İşgal yıllarında İstanbul’un trafik sorunu
İstanbul'un en önemli sorunlarından biri olan trafik, gündelik hayatımızı etkileyen unsurlar arasında yer alır. Fakat trafiği, günümüze ait bir sorun olarak düşünüyorsanız yanılıyorsunuz, zira temelleri Osmanlı'nın yenileşme sürecinde atılmıştır. Özellikle İstanbul'un işgal yıllarında artan trafik sonucu belediyenin aldığı önlemler oldukça ilgi çekici mahiyettedir. İşte işgal yıllarında İstanbul'un trafik sorunu hakkındaki gerçekler…
1900'lü yıllarda otomobilin İstanbul'da kullanılmaya başlanmasıyla trafik meselesi de gündeme geldi. Devlet eliyle Avrupa'dan ithal edilen otomobiller, başlangıçta üst düzey yöneticilerin makam arabası olarak kullanılsa da kısa zamanda maddi geliri iyi olan herkesin satın alabileceği bir statü göstergesi haline gelmiştir.

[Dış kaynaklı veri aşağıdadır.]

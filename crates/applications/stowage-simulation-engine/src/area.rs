//! Capacity-bounded FIFO storage areas

use std::collections::VecDeque;

use stowage_core::{AreaId, Item};

/// One storage location: a fixed capacity and a FIFO queue of items
#[derive(Debug, Clone)]
pub struct StorageArea {
    id: AreaId,
    capacity: usize,
    items: VecDeque<Item>,
}

impl StorageArea {
    /// Create an empty area
    pub fn new(id: AreaId, capacity: usize) -> Self {
        StorageArea {
            id,
            capacity,
            items: VecDeque::with_capacity(capacity),
        }
    }

    pub fn id(&self) -> AreaId {
        self.id
    }

    pub fn capacity(&self) -> usize {
        self.capacity
    }

    /// Number of items currently held
    pub fn occupancy(&self) -> usize {
        self.items.len()
    }

    pub fn free_capacity(&self) -> usize {
        self.capacity - self.items.len()
    }

    pub fn is_full(&self) -> bool {
        self.items.len() >= self.capacity
    }

    pub fn is_empty(&self) -> bool {
        self.items.is_empty()
    }

    /// Append an item at the back of the queue.
    /// Returns the item unchanged if the area is full.
    pub fn store(&mut self, item: Item) -> Result<(), Item> {
        if self.is_full() {
            return Err(item);
        }
        self.items.push_back(item);
        Ok(())
    }

    /// Remove the oldest item
    pub fn release(&mut self) -> Option<Item> {
        self.items.pop_front()
    }

    /// Next item `release` would return
    pub fn oldest(&self) -> Option<&Item> {
        self.items.front()
    }

    /// Held items, oldest first
    pub fn items(&self) -> impl Iterator<Item = &Item> {
        self.items.iter()
    }
}
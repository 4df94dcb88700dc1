//! Stowage Simulation Engine CLI
//!
//! Command-line interface for running batches of storage simulations

use std::fs;
use std::path::{Path, PathBuf};

use anyhow::Context;
use clap::Parser;
use serde::Serialize;
use stowage_core::SimulationBatch;
use tracing::info;
use tracing_subscriber::{layer::SubscriberExt, util::SubscriberInitExt};

use stowage_simulation_engine::{
    config::SimulationConfig,
    demand::DemandConfig,
    runner::SimulationRunner,
    summary::BatchSummary,
};

#[derive(Parser, Debug)]
#[command(name = "stowage-sim")]
#[command(about = "Simulate FIFO storage areas under random arrival and departure load", long_about = None)]
struct Args {
    /// Number of independent runs
    #[arg(short = 'n', long, default_value_t = 10)]
    simulations: usize,

    /// Periods per run
    #[arg(short, long, default_value_t = 100)]
    periods: u64,

    /// JSON configuration file (reference configuration when omitted)
    #[arg(short, long)]
    config: Option<PathBuf>,

    /// Start from the smaller-intensity preset with efficiency-perturbed departures
    #[arg(long, conflicts_with = "config")]
    visual: bool,

    /// Area capacities in scan order (comma-separated, e.g. 92,166,170,226)
    #[arg(long, value_delimiter = ',')]
    capacities: Option<Vec<usize>>,

    /// Mean arrivals per period
    #[arg(long, allow_negative_numbers = true)]
    arrival_rate: Option<f64>,

    /// Mean departures per period
    #[arg(long, allow_negative_numbers = true)]
    departure_rate: Option<f64>,

    /// Batch seed (random when omitted)
    #[arg(short, long)]
    seed: Option<u64>,

    /// Output JSON file path (optional)
    #[arg(short, long)]
    output: Option<PathBuf>,
}

/// Everything written by `--output`
#[derive(Serialize)]
struct Report<'a> {
    seed: u64,
    policy: &'a str,
    config: &'a SimulationConfig,
    summary: &'a BatchSummary,
    batch: &'a SimulationBatch,
}

fn load_config(path: &Path) -> anyhow::Result<SimulationConfig> {
    let raw = fs::read_to_string(path)
        .with_context(|| format!("Failed to read config file {}", path.display()))?;
    serde_json::from_str(&raw)
        .with_context(|| format!("Failed to parse config file {}", path.display()))
}

fn build_config(args: &Args) -> anyhow::Result<SimulationConfig> {
    let mut config = match &args.config {
        Some(path) => load_config(path)?,
        None if args.visual => SimulationConfig::visual(),
        None => SimulationConfig::default(),
    };

    if let Some(capacities) = &args.capacities {
        config = config.with_capacities(capacities.clone());
    }
    if let Some(rate) = args.arrival_rate {
        config = config.with_arrivals(DemandConfig::poisson(rate));
    }
    if let Some(rate) = args.departure_rate {
        config = config.with_departures(DemandConfig::poisson(rate));
    }
    if let Some(seed) = args.seed {
        config = config.with_seed(seed);
    }

    Ok(config)
}

fn describe_demand(demand: &DemandConfig) -> String {
    match demand {
        DemandConfig::Poisson { rate } => format!("Poisson(λ = {})", rate),
        DemandConfig::Scripted { counts } => format!("scripted ({} periods)", counts.len()),
    }
}

fn main() -> anyhow::Result<()> {
    // Initialize logging
    tracing_subscriber::registry()
        .with(
            tracing_subscriber::EnvFilter::try_from_default_env()
                .unwrap_or_else(|_| "stowage=info".into()),
        )
        .with(tracing_subscriber::fmt::layer())
        .init();

    let args = Args::parse();
    let config = build_config(&args)?;

    println!("╔══════════════════════════════════════════════════════════╗");
    println!("║  Stowage Simulation Engine                               ║");
    println!("╚══════════════════════════════════════════════════════════╝\n");

    println!("Configuration:");
    println!("  Simulations: {}", args.simulations);
    println!("  Periods: {}", args.periods);
    println!("  Capacities: {:?}", config.capacities);
    println!("  Arrivals: {}", describe_demand(&config.arrivals));
    println!("  Departures: {}\n", describe_demand(&config.departures));

    // Configuration errors surface here, before any period runs
    let runner = SimulationRunner::new(&config)?;
    println!("  Policy: {}", runner.engine().policy_name());
    println!("  Seed: {}\n", runner.seed());

    let batch = runner.run_batch(args.simulations, args.periods);
    let summary = BatchSummary::from_batch(&batch, runner.engine().capacities());

    println!("╔══════════════════════════════════════════════════════════╗");
    println!("║  Final Period Occupancy                                  ║");
    println!("╚══════════════════════════════════════════════════════════╝\n");

    println!(
        "{:<8} {:>10} {:>10} {:>8} {:>8} {:>12}",
        "Area", "Capacity", "Mean", "Min", "Max", "Saturated"
    );
    println!("{}", "-".repeat(61));

    if let Some(last) = summary.final_period() {
        for (index, stats) in last.areas.iter().enumerate() {
            println!(
                "{:<8} {:>10} {:>10.1} {:>8} {:>8} {:>11.1}%",
                index + 1,
                runner.engine().capacities()[index],
                stats.mean,
                stats.min,
                stats.max,
                stats.saturated_fraction * 100.0,
            );
        }
    }

    println!("\n{}", "-".repeat(61));
    println!("Item flow across all runs:");
    println!("  Stored:      {}", summary.stored);
    println!("  Removed:     {}", summary.removed);
    println!("  Dropped:     {} (all areas full)", summary.dropped);
    println!("  Unfulfilled: {} (nothing to remove)", summary.unfulfilled);

    // Output to JSON if requested
    if let Some(output_path) = &args.output {
        info!("Writing results to {}", output_path.display());
        let report = Report {
            seed: runner.seed(),
            policy: runner.engine().policy_name(),
            config: &config,
            summary: &summary,
            batch: &batch,
        };
        let json = serde_json::to_string_pretty(&report).context("Failed to serialize results")?;
        fs::write(output_path, json)
            .with_context(|| format!("Failed to write {}", output_path.display()))?;
        println!("\nResults saved to {}", output_path.display());
    }

    println!("\n✅ Simulation complete!\n");
    Ok(())
}
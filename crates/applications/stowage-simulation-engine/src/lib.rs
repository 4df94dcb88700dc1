//! Stowage Simulation Engine
//!
//! Discrete-time simulator of capacity-bounded FIFO storage areas under Poisson
//! arrival and departure load.

pub mod area;
pub mod config;
pub mod demand;
pub mod engine;
pub mod error;
pub mod policies;
pub mod rng;
pub mod runner;
pub mod summary;
pub mod types;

Statü göstergesi haline gelen otomobil, 1. Dünya Savaşı sonunda galip devletlerin İstanbul'u işgal etmesiyle artış göstermiştir. Otomobiller yalnızca özel araç konumunda değil taksi ve dolmuş şeklinde de yerini almıştır. Böylece İstanbul da artık otomotiv sektörünün bir pazarı haline gelmiştir. Otomotiv şirketleri kendi reklamlarını yerli gazetelere vermeye çoktan başlamıştır bile.

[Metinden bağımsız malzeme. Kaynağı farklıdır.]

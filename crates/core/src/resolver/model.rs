//! Normalized project model produced by the resolver

use super::jpms::JpmsAttribute;
use serde::{Deserialize, Serialize};
use std::path::PathBuf;

#[derive(Debug, Clone, Default, PartialEq, Eq, Serialize, Deserialize)]
#[serde(rename_all = "camelCase")]
pub struct Attributes {
    #[serde(default, skip_serializing_if = "std::ops::Not::not")]
    pub test: bool,
    #[serde(default, skip_serializing_if = "std::ops::Not::not")]
    pub optional: bool,
    #[serde(default, skip_serializing_if = "Vec::is_empty")]
    pub jpms: Vec<JpmsAttribute>,
}

impl Attributes {
    pub fn new(test: bool, optional: bool) -> Self {
        Self {
            test,
            optional,
            jpms: Vec::new(),
        }
    }
}

#[derive(Debug, Clone, PartialEq, Eq, Serialize, Deserialize)]
#[serde(tag = "entryKind", rename_all = "SCREAMING_SNAKE_CASE", rename_all_fields = "camelCase")]
pub enum ClasspathEntry {
    Source {
        /// Model-relative location; a linked folder name for foreign paths
        path: PathBuf,
        #[serde(skip_serializing_if = "Option::is_none")]
        output_path: Option<PathBuf>,
        attributes: Attributes,
    },
    Resource {
        path: PathBuf,
        #[serde(skip_serializing_if = "Option::is_none")]
        output_path: Option<PathBuf>,
        attributes: Attributes,
    },
    Library {
        jar_path: PathBuf,
        #[serde(skip_serializing_if = "Option::is_none")]
        source_jar_path: Option<PathBuf>,
        attributes: Attributes,
    },
    Container {
        toolchain_ref: String,
        attributes: Attributes,
    },
}

impl ClasspathEntry {
    pub fn attributes(&self) -> &Attributes {
        match self {
            ClasspathEntry::Source { attributes, .. }
            | ClasspathEntry::Resource { attributes, .. }
            | ClasspathEntry::Library { attributes, .. }
            | ClasspathEntry::Container { attributes, .. } => attributes,
        }
    }

    pub fn attributes_mut(&mut self) -> &mut Attributes {
        match self {
            ClasspathEntry::Source { attributes, .. }
            | ClasspathEntry::Resource { attributes, .. }
            | ClasspathEntry::Library { attributes, .. }
            | ClasspathEntry::Container { attributes, .. } => attributes,
        }
    }

    /// Path for source/resource entries
    pub fn location(&self) -> Option<&PathBuf> {
        match self {
            ClasspathEntry::Source { path, .. } | ClasspathEntry::Resource { path, .. } => {
                Some(path)
            }
            _ => None,
        }
    }
}

#[derive(Debug, Clone, PartialEq, Eq, Serialize, Deserialize)]
#[serde(rename_all = "camelCase")]
pub struct JvmToolchain {
    pub home: PathBuf,
    pub version: String,
}

impl JvmToolchain {
    /// Reference used by the toolchain container entry
    pub fn container_ref(&self) -> String {
        format!("JavaSE-{}", self.version)
    }
}

/// Synthetic folder standing in for a source directory outside the project root
#[derive(Debug, Clone, PartialEq, Eq, Hash, Serialize, Deserialize)]
#[serde(rename_all = "camelCase")]
pub struct LinkedFolder {
    pub name: String,
    pub target: PathBuf,
}

#[derive(Debug, Clone, PartialEq, Serialize, Deserialize)]
#[serde(rename_all = "camelCase")]
pub struct TargetModel {
    pub id: String,
    pub is_test: bool,
    pub source_entries: Vec<ClasspathEntry>,
    pub resource_entries: Vec<ClasspathEntry>,
    pub toolchain: JvmToolchain,
    #[serde(default, skip_serializing_if = "Vec::is_empty")]
    pub extra_args: Vec<String>,
}

#[derive(Debug, Clone, PartialEq, Serialize, Deserialize)]
#[serde(rename_all = "camelCase")]
pub struct ProjectModel {
    pub project_root: PathBuf,
    pub targets: Vec<TargetModel>,
    pub toolchain: JvmToolchain,
    /// Merged classpath: sources, resources, libraries, then the toolchain container
    pub classpath: Vec<ClasspathEntry>,
    #[serde(default, skip_serializing_if = "Vec::is_empty")]
    pub linked_folders: Vec<LinkedFolder>,
}

impl ProjectModel {
    pub fn libraries(&self) -> impl Iterator<Item = &ClasspathEntry> {
        self.classpath
            .iter()
            .filter(|entry| matches!(entry, ClasspathEntry::Library { .. }))
    }

    pub fn library(&self, jar: &std::path::Path) -> Option<&ClasspathEntry> {
        self.libraries().find(|entry| {
            matches!(entry, ClasspathEntry::Library { jar_path, .. } if jar_path == jar)
        })
    }

    pub fn container(&self) -> Option<&ClasspathEntry> {
        self.classpath
            .iter()
            .find(|entry| matches!(entry, ClasspathEntry::Container { .. }))
    }
}

#[cfg(test)]
mod tests {
    use super::*;
    use crate::resolver::jpms::JpmsDirective;

    #[test]
    fn test_classpath_wire_shape() {
        let classpath = vec![
            ClasspathEntry::Library {
                jar_path: PathBuf::from("/repo/junit.jar"),
                source_jar_path: None,
                attributes: Attributes::new(true, true),
            },
            ClasspathEntry::Container {
                toolchain_ref: "JavaSE-17".to_string(),
                attributes: Attributes {
                    jpms: vec![JpmsAttribute {
                        directive: JpmsDirective::AddExports,
                        module: "java.base".to_string(),
                        value: "java.base/sun.nio.ch=ALL-UNNAMED".to_string(),
                    }],
                    ..Attributes::default()
                },
            },
        ];
        insta::assert_snapshot!(serde_json::to_string_pretty(&classpath).unwrap(), @r#"
        [
          {
            "entryKind": "LIBRARY",
            "jarPath": "/repo/junit.jar",
            "attributes": {
              "test": true,
              "optional": true
            }
          },
          {
            "entryKind": "CONTAINER",
            "toolchainRef": "JavaSE-17",
            "attributes": {
              "jpms": [
                {
                  "directive": "add-exports",
                  "module": "java.base",
                  "value": "java.base/sun.nio.ch=ALL-UNNAMED"
                }
              ]
            }
          }
        ]
        "#);
    }
}
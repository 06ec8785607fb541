use anyhow::{Context, Result};
use gradle_bridge_core::protocol::{ProjectRequest, ToolConfig};
use gradle_bridge_core::Request;
use std::path::{Path, PathBuf};
use tracing::debug;

use super::{bridge_for, run_one};

pub async fn project_command(root: &Path, workspace: Option<PathBuf>) -> Result<()> {
    let root = absolute(root)?;
    debug!("Querying project at {}", root.display());
    let request = Request::QueryProject(ProjectRequest {
        project_root: root.clone(),
        tool_config: ToolConfig::default(),
        workspace_root: workspace,
    });
    print_result(run_one(&bridge_for(&root)?, request).await?)
}

pub async fn dependencies_command(root: &Path) -> Result<()> {
    let root = absolute(root)?;
    let request = Request::QueryDependencies(ProjectRequest {
        project_root: root.clone(),
        tool_config: ToolConfig::default(),
        workspace_root: None,
    });
    print_result(run_one(&bridge_for(&root)?, request).await?)
}

pub(crate) fn absolute(root: &Path) -> Result<PathBuf> {
    std::fs::canonicalize(root)
        .with_context(|| format!("Project root not found: {}", root.display()))
}

fn print_result(payload: Option<serde_json::Value>) -> Result<()> {
    if let Some(payload) = payload {
        println!("{}", serde_json::to_string_pretty(&payload)?);
    }
    Ok(())
}
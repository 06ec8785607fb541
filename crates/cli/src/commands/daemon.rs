use anyhow::Result;
use gradle_bridge_core::Request;
use gradle_bridge_core::protocol::{DaemonRequest, ToolConfig};

use super::project::absolute;
use super::{bridge_for, run_one};
use crate::cli::DaemonAction;
use crate::display::render_daemons;

pub async fn daemon_command(action: DaemonAction) -> Result<()> {
    let (root, stop) = match action {
        DaemonAction::Status { root } => (root, false),
        DaemonAction::Stop { root } => (root, true),
    };
    let root = absolute(&root)?;
    let daemon = DaemonRequest {
        project_root: root.clone(),
        tool_config: ToolConfig::default(),
    };
    let request = if stop {
        Request::StopDaemons(daemon)
    } else {
        Request::DaemonStatus(daemon)
    };

    let Some(payload) = run_one(&bridge_for(&root)?, request).await? else {
        return Ok(());
    };
    print!("{}", render_daemons(&payload));
    if let Some(messages) = payload.get("messages").and_then(|m| m.as_array()) {
        for message in messages.iter().filter_map(|m| m.as_str()) {
            println!("{}", message);
        }
    }
    Ok(())
}
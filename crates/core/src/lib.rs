//! gradle-bridge - An out-of-process bridge between an IDE and a JVM build tool
//!
//! This crate provides functionality to:
//! - Drive a long-lived build tool worker per project root over a JSON-lines protocol
//! - Run many concurrent, independently cancellable operations and stream their frames
//! - Resolve raw build-target metadata into one de-duplicated project model
pub mod cancellation;
pub mod config;
pub mod error;
pub mod executor;
pub mod launcher;
pub mod output;
pub mod protocol;
pub mod resolver;
pub mod state;

// Re-export commonly used types and traits
pub use error::{Error, ErrorKind, Result};

// Re-export main API components
pub use cancellation::{CancellationRegistry, OperationKind};
pub use config::{BridgeConfig, ConfigLoader};
pub use executor::Bridge;
pub use launcher::{Connection, ConnectionFactory, Launcher};
pub use output::{MemoryReply, OperationSink, OutputMultiplexer, ReplyChannel};
pub use protocol::{Envelope, Frame, InboundRequest, Request};
pub use resolver::{ProjectModel, Resolver};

İstanbul, dar sokaklarıyla henüz yeni yeni yaygınlaşan otomobillere uygun değildi. İstanbul sokakların dar olması bu sebepten olsa gerektir ki Sultan İbrahim XVII. yüzyıl ortalarında İstanbul'da halkın araba ile dolaşmasını yasaklamıştır.
Osmanlı Devleti'nin Son Döneminde Trafik ve Trafik Kazaları isimli çalışmasında İbrahim Yılmaz'ın ifade ettiğine göre, "İstanbul'da devlet adamları arasında sadece sadrazam ile şeyhülislam ve kazasker gibi ilmiye mensuplarının arabaya binme hakları bulunmaktaydı. Bunların dışında diğer devlet adamları ve gayrimüslimlerden ancak izin verilenler ata binerler, diğer görevliler ve halk yaya dolaşırlardı."
Padişahlar arasında arabaya binmeyi ise yenilikçi sultan II. Mahmut adet haline getirmiştir.